So sqlservr, which is using a paltry 15 MB of data because it is hosting zero databases is waking up once a minute to notify memory consumers that it’s “Eight Bells and All Is Well”. Why does it take so much CPU time when there is nothing to notify memory consumers about? Aarrrggghh!

I’m kind of pissed about this, both because of the colossal waste, and because I’ve done nothing about this for years. I feel like some Microsoft SQL developers were chortling to themselves and saying “I wonder how long Dawson will take to realize how much we’re hurting his battery life.”

How much electricity does sqlservr waste? The same trace that showed how it was spending its time also contained CPU power usage data (one of the bonus bits of data that UIforETW records, as long as Intel Power Gadget is installed). A bit of Excel math shows that the extra energy consumed by the CPU when sqlservr is notifying memory consumers is 5.6 mWh, which is enough to run the CPU when my PC is idle for at least five seconds. The graph below shows energy usage on the top and CPU usage on the bottom – note the two energy usage spikes corresponding to the two CPU usage blips that correspond to sqlservr springing to life.

This doesn’t mean that disabling sqlservr will give 8% better battery life, because other components also consume energy, but it will help.

If you’re actually using sqlservr then you should leave it alone, but if you’re not using it then disable it. Run services.msc, find SQL Server (SQLEXPRESS), stop the service, and change the Startup Type from Automatic to Manual. Or uninstall it if you feel particularly aggressive. Your battery will thank you.

And Microsoft, can you please fix this?

Grrrr.

The lock screen

With sqlservr understood I wanted to remove it from the data so that the next busiest process can more easily be seen. This can be done by recording a new trace after disabling sqlservr, or it can be done by just hiding the sqlservr data in WPA. I took the latter route so that I could do most of my investigations from the same trace. You can disable any graphed item just by clicking its associated color (circled in the diagram above) to clear it. Right-clicking gives more options, including the option to change the color. With sqlservr hidden the next interesting target becomes obvious – the horizontal blue line at around the 200 m (0.2% of total CPU power) mark:

In fact, if you look really closely you can see that there are two lines that almost perfectly overlap.

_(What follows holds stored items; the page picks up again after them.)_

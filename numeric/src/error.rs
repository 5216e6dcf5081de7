use std::fmt;

/// 오류 종류. 분배기와 직접 호출이 같은 종류를 내는지 비교할 때 쓴다.
#[derive(Debug, Clone, Copy, PartialEq, Eq, Hash)]
pub enum ErrorKind {
    DivisionByZero,
    Domain,
    TypeCoercion,
    ArgumentCount,
    OutOfRange,
    Undefined,
}

#[derive(Debug, Clone, PartialEq, Eq)]
pub enum MathError {
    DivisionByZero {
        op: &'static str,
    },
    Domain {
        op: &'static str,
        message: String,
    },
    TypeCoercion {
        op: &'static str,
        found: String,
        expected: &'static str,
    },
    ArgumentCount {
        op: &'static str,
        min: usize,
        max: Option<usize>,
        got: usize,
    },
    OutOfRange {
        op: &'static str,
        message: String,
    },
    Undefined {
        name: String,
    },
}

pub type MathResult<T> = Result<T, MathError>;

impl MathError {
    pub fn div_zero(op: &'static str) -> Self {
        MathError::DivisionByZero { op }
    }

    pub fn domain(op: &'static str, message: impl Into<String>) -> Self {
        MathError::Domain {
            op,
            message: message.into(),
        }
    }

    pub fn coercion(op: &'static str, found: impl Into<String>, expected: &'static str) -> Self {
        MathError::TypeCoercion {
            op,
            found: found.into(),
            expected,
        }
    }

    pub fn arity(op: &'static str, min: usize, max: Option<usize>, got: usize) -> Self {
        MathError::ArgumentCount { op, min, max, got }
    }

    pub fn out_of_range(op: &'static str, message: impl Into<String>) -> Self {
        MathError::OutOfRange {
            op,
            message: message.into(),
        }
    }

    pub fn undefined(name: impl Into<String>) -> Self {
        MathError::Undefined { name: name.into() }
    }

    pub fn kind(&self) -> ErrorKind {
        match self {
            MathError::DivisionByZero { .. } => ErrorKind::DivisionByZero,
            MathError::Domain { .. } => ErrorKind::Domain,
            MathError::TypeCoercion { .. } => ErrorKind::TypeCoercion,
            MathError::ArgumentCount { .. } => ErrorKind::ArgumentCount,
            MathError::OutOfRange { .. } => ErrorKind::OutOfRange,
            MathError::Undefined { .. } => ErrorKind::Undefined,
        }
    }

    pub fn code(&self) -> &'static str {
        match self {
            MathError::DivisionByZero { .. } => "E_MATH_DIV_ZERO",
            MathError::Domain { .. } => "E_MATH_DOMAIN",
            MathError::TypeCoercion { .. } => "E_MATH_TYPE",
            MathError::ArgumentCount { .. } => "E_MATH_ARITY",
            MathError::OutOfRange { .. } => "E_MATH_RANGE",
            MathError::Undefined { .. } => "E_MATH_UNDEFINED",
        }
    }
}

impl fmt::Display for MathError {
    fn fmt(&self, f: &mut fmt::Formatter<'_>) -> fmt::Result {
        match self {
            MathError::DivisionByZero { op } => write!(f, "{}: division by zero", op),
            MathError::Domain { op, message } => write!(f, "{}: {}", op, message),
            MathError::TypeCoercion {
                op,
                found,
                expected,
            } => write!(f, "{}: cannot convert {} into {}", op, found, expected),
            MathError::ArgumentCount { op, min, max, got } => match max {
                Some(max) if max == min => {
                    write!(f, "{}: expected {} arguments, got {}", op, min, got)
                }
                Some(max) => write!(
                    f,
                    "{}: expected {} to {} arguments, got {}",
                    op, min, max, got
                ),
                None => write!(f, "{}: expected at least {} arguments, got {}", op, min, got),
            },
            MathError::OutOfRange { op, message } => write!(f, "{}: {}", op, message),
            MathError::Undefined { name } => write!(f, "undefined name: {}", name),
        }
    }
}

impl std::error::Error for MathError {}

#[cfg(test)]
mod tests {
    use super::*;

    #[test]
    fn kind_and_code_follow_variant() {
        let err = MathError::domain("fact", "negative argument");
        assert_eq!(err.kind(), ErrorKind::Domain);
        assert_eq!(err.code(), "E_MATH_DOMAIN");
        assert_eq!(err.to_string(), "fact: negative argument");
    }

    #[test]
    fn arity_message_names_the_range() {
        let err = MathError::arity("round", 0, Some(2), 3);
        assert_eq!(err.to_string(), "round: expected 0 to 2 arguments, got 3");
        let err = MathError::arity("poly", 1, None, 0);
        assert_eq!(err.to_string(), "poly: expected at least 1 arguments, got 0");
    }
}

Okay, this one was weird. And this seems to happen only on my laptop, because I’m lucky that way. When my screen turns off and locks because of inactivity then LockApp and LogonUI both start running xaml animations at 30 fps – I verified this with a normal UIforETW trace. Yes, these two programs start running animations as soon as the screen is off and the animations are guaranteed to be invisible. They each use 0.2% of CPU time, for a total of 0.4%, or about 3.2% of a core. But, at least this doesn’t happen when I’m using my laptop – hurray for small blessings.

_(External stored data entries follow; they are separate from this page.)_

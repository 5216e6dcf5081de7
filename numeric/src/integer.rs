use num_bigint::BigInt;
use num_integer::Integer as _;
use num_traits::{Signed, ToPrimitive, Zero};
use std::fmt;
use std::ops::{Add, Mul, Neg, Sub};

use crate::error::{MathError, MathResult};
use crate::rational::Rational;

/// 임의 정밀도 정수
#[derive(Clone, Debug, PartialEq, Eq, PartialOrd, Ord, Hash)]
pub struct Integer(BigInt);

/// 자리 이동 한도
const SHIFT_LIMIT: u64 = 1 << 31;

impl Integer {
    pub fn new(value: BigInt) -> Self {
        Integer(value)
    }

    pub fn from_i64(value: i64) -> Self {
        Integer(BigInt::from(value))
    }

    pub fn value(&self) -> &BigInt {
        &self.0
    }

    pub fn into_inner(self) -> BigInt {
        self.0
    }

    pub fn to_rational(&self) -> Rational {
        Rational::from_integer(self.0.clone())
    }

    pub fn is_zero(&self) -> bool {
        self.0.is_zero()
    }

    pub fn is_negative(&self) -> bool {
        self.0.is_negative()
    }

    pub fn is_even(&self) -> bool {
        self.0.is_even()
    }

    pub fn abs(&self) -> Integer {
        Integer(self.0.abs())
    }

    pub fn to_i64(&self) -> Option<i64> {
        self.0.to_i64()
    }

    /// 내림 나눗셈
    pub fn div_floor(&self, other: &Integer) -> MathResult<Integer> {
        if other.is_zero() {
            return Err(MathError::div_zero("/"));
        }
        Ok(Integer(self.0.div_floor(&other.0)))
    }

    /// 나머지 부호는 제수를 따른다
    pub fn mod_floor(&self, other: &Integer) -> MathResult<Integer> {
        if other.is_zero() {
            return Err(MathError::div_zero("%"));
        }
        Ok(Integer(self.0.mod_floor(&other.0)))
    }

    pub fn pow(&self, exp: u32) -> Integer {
        Integer(self.0.pow(exp))
    }

    /// 음수 n 은 오른쪽 이동
    pub fn shl(&self, n: i64) -> MathResult<Integer> {
        if n.unsigned_abs() >= SHIFT_LIMIT {
            return Err(MathError::domain("<<", "shift count too large"));
        }
        Ok(if n >= 0 {
            Integer(&self.0 << n as usize)
        } else {
            Integer(shift_right(&self.0, n.unsigned_abs() as usize))
        })
    }

    pub fn shr(&self, n: i64) -> MathResult<Integer> {
        if n.unsigned_abs() >= SHIFT_LIMIT {
            return Err(MathError::domain(">>", "shift count too large"));
        }
        self.shl(-n)
    }
}

/// 0 쪽으로 자르는 오른쪽 이동 (-20 >> 4 == -1)
fn shift_right(value: &BigInt, n: usize) -> BigInt {
    let magnitude = value.abs() >> n;
    if value.is_negative() {
        -magnitude
    } else {
        magnitude
    }
}

impl fmt::Display for Integer {
    fn fmt(&self, f: &mut fmt::Formatter<'_>) -> fmt::Result {
        write!(f, "{}", self.0)
    }
}

impl From<i64> for Integer {
    fn from(value: i64) -> Self {
        Integer::from_i64(value)
    }
}

impl From<BigInt> for Integer {
    fn from(value: BigInt) -> Self {
        Integer(value)
    }
}

macro_rules! integer_binop {
    ($trait:ident, $method:ident) => {
        impl $trait<&Integer> for &Integer {
            type Output = Integer;
            fn $method(self, rhs: &Integer) -> Integer {
                Integer((&self.0).$method(&rhs.0))
            }
        }

        impl $trait for Integer {
            type Output = Integer;
            fn $method(self, rhs: Integer) -> Integer {
                Integer(self.0.$method(rhs.0))
            }
        }
    };
}

integer_binop!(Add, add);
integer_binop!(Sub, sub);
integer_binop!(Mul, mul);

impl Neg for Integer {
    type Output = Integer;
    fn neg(self) -> Integer {
        Integer(-self.0)
    }
}

impl Neg for &Integer {
    type Output = Integer;
    fn neg(self) -> Integer {
        Integer(-&self.0)
    }
}

#[cfg(test)]
mod tests {
    use super::*;
    use crate::error::ErrorKind;

    #[test]
    fn floor_division_and_modulo() {
        let a = Integer::from(-7);
        let b = Integer::from(2);
        assert_eq!(a.div_floor(&b).expect("div"), Integer::from(-4));
        assert_eq!(a.mod_floor(&b).expect("mod"), Integer::from(1));
        assert_eq!(
            a.div_floor(&Integer::from(0)).unwrap_err().kind(),
            ErrorKind::DivisionByZero
        );
    }

    #[test]
    fn shifts_truncate_toward_zero() {
        assert_eq!(Integer::from(4).shl(5).expect("shl"), Integer::from(128));
        assert_eq!(Integer::from(-20).shr(4).expect("shr"), Integer::from(-1));
        assert_eq!(Integer::from(20).shl(-4).expect("shl"), Integer::from(1));
    }
}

I can’t repro this on any other Windows 10 machines so I assume this is something to do with upgrading from a five-year-old install of Windows 7. If you upgraded to Windows 10 then maybe see if this happens to you as well.

Plex

With LockApp and LogonUI graphs both disabled the next problem can be seen – the green horizontal line pointed to by the arrow. That represents the PlexDlnaServer process:

I installed Plex a few months ago to see if it would be a good solution for viewing photos on my 4K TV. It downsamples the pictures (to 720p I think) so the answer was: no. But, I left it installed and running because how bad could that be.

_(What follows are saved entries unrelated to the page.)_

//! 이항 연산 전 피연산자 맞추기. 승격 순서는 Integer < Rational < Complex.

use std::cmp::Ordering;
use std::fmt;

use crate::complex::Complex;
use crate::error::{MathError, MathResult};
use crate::integer::Integer;
use crate::parse::parse_rational;
use crate::rational::Rational;
use crate::value::{Kind, NumericValue};

/// 호출자가 넘기는 값. 수가 아닌 것도 들어올 수 있다.
#[derive(Debug, Clone, PartialEq)]
pub enum Operand {
    Num(NumericValue),
    Int(i64),
    Float(f64),
    /// (실부, 허수부)
    Complex(f64, f64),
    Str(String),
    Bool(bool),
    List(Vec<Operand>),
    Nil,
}

impl Operand {
    pub fn type_name(&self) -> &'static str {
        match self {
            Operand::Num(v) => v.kind().name(),
            Operand::Int(_) => "int",
            Operand::Float(_) => "float",
            Operand::Complex(..) => "complex pair",
            Operand::Str(_) => "string",
            Operand::Bool(_) => "bool",
            Operand::List(_) => "list",
            Operand::Nil => "nil",
        }
    }

    pub fn is_nil(&self) -> bool {
        matches!(self, Operand::Nil)
    }

    /// 정밀도를 잃지 않는 가장 낮은 종류로 바꾼다.
    /// float 는 이진 값 그대로의 유리수, 문자열은 유리수.
    pub fn to_numeric(&self, op: &'static str) -> MathResult<NumericValue> {
        match self {
            Operand::Num(v) => Ok(v.clone()),
            Operand::Int(n) => Ok(NumericValue::int(*n)),
            Operand::Float(f) => Ok(NumericValue::Rational(Rational::from_f64(*f)?)),
            Operand::Complex(re, im) => Ok(NumericValue::Complex(Complex::from_f64(*re, *im)?)),
            Operand::Str(s) => Ok(NumericValue::Rational(parse_rational(s, op)?)),
            other => Err(MathError::coercion(op, other.to_string(), "number")),
        }
    }

    /// 실수 값. 복소수는 허수부가 0 일 때만.
    pub fn to_rational(&self, op: &'static str) -> MathResult<Rational> {
        self.to_numeric(op)?.to_rational(op)
    }
}

impl fmt::Display for Operand {
    fn fmt(&self, f: &mut fmt::Formatter<'_>) -> fmt::Result {
        match self {
            Operand::Num(v) => write!(f, "{}", v),
            Operand::Int(n) => write!(f, "{}", n),
            Operand::Float(x) => write!(f, "{}", x),
            Operand::Complex(re, im) => write!(f, "({}, {})", re, im),
            Operand::Str(s) => write!(f, "{:?}", s),
            Operand::Bool(b) => write!(f, "{}", b),
            Operand::List(items) => {
                f.write_str("[")?;
                for (i, item) in items.iter().enumerate() {
                    if i > 0 {
                        f.write_str(", ")?;
                    }
                    write!(f, "{}", item)?;
                }
                f.write_str("]")
            }
            Operand::Nil => f.write_str("nil"),
        }
    }
}

impl From<NumericValue> for Operand {
    fn from(value: NumericValue) -> Self {
        Operand::Num(value)
    }
}

impl From<Rational> for Operand {
    fn from(value: Rational) -> Self {
        Operand::Num(NumericValue::Rational(value))
    }
}

impl From<Integer> for Operand {
    fn from(value: Integer) -> Self {
        Operand::Num(NumericValue::Integer(value))
    }
}

impl From<Complex> for Operand {
    fn from(value: Complex) -> Self {
        Operand::Num(NumericValue::Complex(value))
    }
}

impl From<i64> for Operand {
    fn from(value: i64) -> Self {
        Operand::Int(value)
    }
}

impl From<f64> for Operand {
    fn from(value: f64) -> Self {
        Operand::Float(value)
    }
}

impl From<&str> for Operand {
    fn from(value: &str) -> Self {
        Operand::Str(value.to_string())
    }
}

/// (a, b) 를 같은 종류로 맞춘다. 결과 종류는 둘 중 높은 쪽.
pub fn coerce(
    a: &NumericValue,
    b: &Operand,
    op: &'static str,
) -> MathResult<(NumericValue, NumericValue)> {
    let b = match b {
        Operand::Int(n) if a.kind() == Kind::Integer => NumericValue::Integer(Integer::from(*n)),
        other => other.to_numeric(op)?,
    };
    let kind = a.kind().max(b.kind());
    Ok((a.promote(kind), b.promote(kind)))
}

#[derive(Debug, Clone, Copy, PartialEq, Eq)]
pub enum BinaryOp {
    Add,
    Sub,
    Mul,
    Div,
}

impl BinaryOp {
    pub fn symbol(self) -> &'static str {
        match self {
            BinaryOp::Add => "+",
            BinaryOp::Sub => "-",
            BinaryOp::Mul => "*",
            BinaryOp::Div => "/",
        }
    }
}

/// 맞춘 뒤 계산. 정수 나눗셈은 내림.
pub fn apply(a: &NumericValue, b: &Operand, op: BinaryOp) -> MathResult<NumericValue> {
    let (x, y) = coerce(a, b, op.symbol())?;
    match op {
        BinaryOp::Add => Ok(&x + &y),
        BinaryOp::Sub => Ok(&x - &y),
        BinaryOp::Mul => Ok(&x * &y),
        BinaryOp::Div => x.try_div(&y),
    }
}

/// 순서 비교. 수로 바꿀 수 없거나 실수가 아니면 TypeCoercion.
pub fn compare(a: &NumericValue, b: &Operand, op: &'static str) -> MathResult<Ordering> {
    let (x, y) = coerce(a, b, op)?;
    x.compare(&y, op)
}

/// 삼원 비교. 비교할 수 없으면 None.
pub fn partial_compare(a: &NumericValue, b: &Operand) -> Option<Ordering> {
    let (x, y) = coerce(a, b, "<=>").ok()?;
    x.partial_cmp_value(&y)
}

/// 값 같음. 수로 바꿀 수 없는 상대와는 다르다.
pub fn equals(a: &NumericValue, b: &Operand) -> bool {
    match coerce(a, b, "==") {
        Ok((x, y)) => x == y,
        Err(_) => false,
    }
}

#[cfg(test)]
mod tests {
    use super::*;
    use crate::error::ErrorKind;

    fn half() -> NumericValue {
        NumericValue::ratio(1, 2).expect("half")
    }

    #[test]
    fn promotion_follows_the_lattice() {
        let (x, y) = coerce(&NumericValue::int(3), &Operand::Int(4), "+").expect("coerce");
        assert_eq!((x.kind(), y.kind()), (Kind::Integer, Kind::Integer));

        let (x, y) = coerce(&half(), &Operand::Int(4), "+").expect("coerce");
        assert_eq!((x.kind(), y.kind()), (Kind::Rational, Kind::Rational));

        let c = Operand::Num(NumericValue::complex(Rational::one(), Rational::one()));
        let (x, y) = coerce(&half(), &c, "+").expect("coerce");
        assert_eq!((x.kind(), y.kind()), (Kind::Complex, Kind::Complex));

        let (x, _) = coerce(&NumericValue::int(1), &Operand::Complex(0.0, 1.0), "+")
            .expect("coerce");
        assert_eq!(x.kind(), Kind::Complex);
    }

    #[test]
    fn floats_convert_exactly() {
        let sum = apply(&half(), &Operand::Float(0.5), BinaryOp::Add).expect("add");
        assert_eq!(sum, NumericValue::int(1));
        assert_eq!(sum.kind(), Kind::Rational);
        let tenth = Operand::Float(0.1).to_numeric("test").expect("tenth");
        assert_ne!(tenth, NumericValue::ratio(1, 10).expect("ratio"));
        assert!(Operand::Float(f64::NAN).to_numeric("test").is_err());
    }

    #[test]
    fn strings_parse_and_other_values_fail() {
        let sum = apply(&NumericValue::int(1), &Operand::from("1/3"), BinaryOp::Add)
            .expect("add");
        assert_eq!(sum, NumericValue::ratio(4, 3).expect("ratio"));
        let err = apply(&NumericValue::int(1), &Operand::Bool(true), BinaryOp::Add).unwrap_err();
        assert_eq!(err.kind(), ErrorKind::TypeCoercion);
        let err = apply(&NumericValue::int(1), &Operand::from("pear"), BinaryOp::Mul).unwrap_err();
        assert_eq!(err.kind(), ErrorKind::TypeCoercion);
    }

    #[test]
    fn division_and_ordering() {
        let q = apply(&NumericValue::int(-7), &Operand::Int(2), BinaryOp::Div).expect("div");
        assert_eq!(q, NumericValue::int(-4));
        let err = apply(&NumericValue::int(1), &Operand::Int(0), BinaryOp::Div).unwrap_err();
        assert_eq!(err.kind(), ErrorKind::DivisionByZero);

        assert_eq!(
            compare(&half(), &Operand::Int(1), "<").expect("cmp"),
            Ordering::Less
        );
        let i = Operand::Complex(0.0, 1.0);
        assert_eq!(
            compare(&half(), &i, "<").unwrap_err().kind(),
            ErrorKind::TypeCoercion
        );
        assert_eq!(partial_compare(&half(), &i), None);
        assert_eq!(partial_compare(&half(), &Operand::Nil), None);
        assert!(equals(&NumericValue::int(2), &Operand::from("2")));
        assert!(!equals(&NumericValue::int(2), &Operand::Nil));
    }
}
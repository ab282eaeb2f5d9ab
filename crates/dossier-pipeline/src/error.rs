//! Error types for the pipeline

use dossier_extract::ExtractError;
use std::path::PathBuf;
use thiserror::Error;

/// Errors that can occur while driving files through the pipeline
#[derive(Error, Debug)]
pub enum PipelineError {
    /// No extractor registered for the file's extension
    #[error("Unsupported format: '{0}'")]
    UnsupportedFormat(String),

    /// Extraction requested for a missing or unknown category
    #[error("Invalid category: '{0}'")]
    InvalidCategory(String),

    /// Language-model backend error
    #[error("LLM error: {0}")]
    Llm(String),

    /// Text extraction error
    #[error("Extraction error: {0}")]
    Extract(ExtractError),

    /// Filesystem error
    #[error("IO error: {0}")]
    Io(#[from] std::io::Error),

    /// JSON serialization error
    #[error("JSON error: {0}")]
    Json(#[from] serde_json::Error),

    /// Model call exceeded its time budget
    #[error("Model call timed out after {0}s")]
    Timeout(u64),

    /// Missing or unusable configuration; fatal at startup
    #[error("Configuration error: {0}")]
    Configuration(String),

    /// A single file could not be processed
    #[error("Failed to process {path:?}: {reason}")]
    FileProcessing {
        /// Offending input file
        path: PathBuf,
        /// Underlying failure
        reason: String,
    },
}

impl From<ExtractError> for PipelineError {
    fn from(e: ExtractError) -> Self {
        match e {
            ExtractError::UnsupportedFormat(ext) => PipelineError::UnsupportedFormat(ext),
            other => PipelineError::Extract(other),
        }
    }
}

The answer is “not as bad as sqlservr, but still annoying”. Plex actually left three processes running and they all made it into the top fifteen by CPU usage. That’s not something to be proud of. When sorted by CPU Usage the three Plex* processes came in 5th, 11th, and 15th.

The three Plex* processes used a combined total of 49,551 ms per hour which means 13.7 ms of CPU time per second, which is way too much for an application that should just be waiting for work. Pro-tip: don’t poll.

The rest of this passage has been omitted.